Darling’s 50% tax sends tycoons to Switzerland

London's rich hedge fund managers and private equity executives will quit the UK in droves ahead of the 50% top tax rate next spring.

That is the news from City tax advisers who say they have never been so busy consulting with professionals on how to leave the UK and avoid their tax bill from Revenue & Customs.

Chancellor Alistair Darling has announced that from next April people paid more than £150,000 a year will pay tax at 50%. But the loss of allowances in reality takes that top tax rate to more than 60% for some.

It makes Britain the highest taxing nation in Europe after the traditionally big income takers of Denmark, Sweden and the Netherlands.

The advent of the 50% tax rate appears to be the final straw for many hedge funds and other money firms who are being actively lobbied by the Swiss authorities to decamp to Zug, Zurich or Geneva.

They are being promised that in Switzerland they can hide from increasing European Union regulation or the intervention of watchdog agencies like Britain's Financial Services Authority.

Richard Jordan a partner at law firm Thomas Eggar told Financial News: "Around 40% of my work involves advising people on ways to leave the country.
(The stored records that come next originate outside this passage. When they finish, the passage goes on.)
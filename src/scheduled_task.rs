use std::future::Future;
use std::pin::Pin;
use std::sync::Arc;
use std::task::{Context, Poll};

use chrono::{DateTime, Utc};
use rocket::tokio::{
    self,
    sync::Notify,
    task::{JoinError, JoinHandle},
    time::Duration,
};

/// A task scheduled for a specific point in the future.
/// It runs by itself at that point, unless cancelled or triggered early.
pub struct ScheduledTask<T> {
    handle: JoinHandle<T>,
    trigger: Arc<Notify>,
}

impl<T> ScheduledTask<T>
where
    T: Send + 'static,
{
    /// Schedule `task` to run at `run_at`, or immediately if that is in the past.
    pub fn new<Fut>(task: Fut, run_at: DateTime<Utc>) -> Self
    where
        Fut: Future<Output = T> + Send + 'static,
    {
        let trigger = Arc::new(Notify::new());
        let early = trigger.clone();
        let delay = until(run_at);
        let handle = tokio::spawn(async move {
            // Whichever comes first: the deadline, or an early trigger.
            let _ = tokio::time::timeout(delay, early.notified()).await;
            task.await
        });
        Self { handle, trigger }
    }

    /// Cancel the task. Returns true iff it had already completed before we could cancel it.
    pub async fn cancel(self) -> bool {
        self.handle.abort();
        self.handle.await.is_ok()
    }

    /// Run the task now instead of waiting for its time.
    pub fn trigger_now(&self) {
        // `notify_one` stores a permit, so this works even before the task starts waiting.
        self.trigger.notify_one();
    }
}

impl<T> Future for ScheduledTask<T> {
    type Output = Result<T, JoinError>;

    fn poll(mut self: Pin<&mut Self>, cx: &mut Context<'_>) -> Poll<Self::Output> {
        Pin::new(&mut self.handle).poll(cx)
    }
}

/// Time from now until `datetime`, or zero if it has passed.
fn until(datetime: DateTime<Utc>) -> Duration {
    (datetime - Utc::now()).to_std().unwrap_or(Duration::ZERO)
}

#[cfg(test)]
mod tests {
    use std::sync::atomic::{AtomicBool, Ordering};

    use chrono::Duration as ChronoDuration;

    use super::*;

    #[rocket::async_test]
    async fn runs_at_its_time() {
        let task = ScheduledTask::new(async { 7 }, Utc::now() + ChronoDuration::milliseconds(20));
        assert_eq!(task.await.unwrap(), 7);

        let overdue = ScheduledTask::new(async { 8 }, Utc::now() - ChronoDuration::hours(1));
        assert_eq!(overdue.await.unwrap(), 8);
    }

    #[rocket::async_test]
    async fn trigger_early() {
        let task = ScheduledTask::new(async { 9 }, Utc::now() + ChronoDuration::days(1));
        task.trigger_now();
        let result = tokio::time::timeout(Duration::from_secs(5), task).await;
        assert_eq!(result.unwrap().unwrap(), 9);
    }

    #[rocket::async_test]
    async fn cancelled_tasks_never_run() {
        let ran = Arc::new(AtomicBool::new(false));
        let flag = ran.clone();
        let task = ScheduledTask::new(
            async move { flag.store(true, Ordering::SeqCst) },
            Utc::now() + ChronoDuration::milliseconds(50),
        );
        assert!(!task.cancel().await);
        tokio::time::sleep(Duration::from_millis(100)).await;
        assert!(!ran.load(Ordering::SeqCst));
    }
}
We have reached a tipping point in terms of hostility to the UK tax system." Financial News estimates that hedge funds managing nearly £10 billion of assets have moved to the tax haven of Switzerland in the past year.

Jordan said the sort of people contacting him are in the same boat as the recent client who complained that the £2.5 million dividend that he is to get paid by his firm will — next year — attract a tax bill of £1.3 million.

"In the past, [hedge fund] managers would say they'd move some operations or dip their toe in the water," said David Butler of hedge fund adviser Kinetic Partners. "Now that has changed."

Fiona Sheffield, a partner in the hedge fund taxation practice at accountant Ernst & Young said: "We have had most of the 250 hedge fund managers we provide services for talking about the pros and cons of leaving the UK for Switzerland."

City big hitters have already started quitting.

Guy Hands, one of the biggest names in UK private equity and head Terra Firma which owns EMI, has already announced he has left to set up home in Guernsey with no intention of returning to Britain any time soon.

Another leading private equity face — John Moulton — has said he could "retreat to an environment of lower taxes, no MEPs and where the most powerful posts in government are filled by election."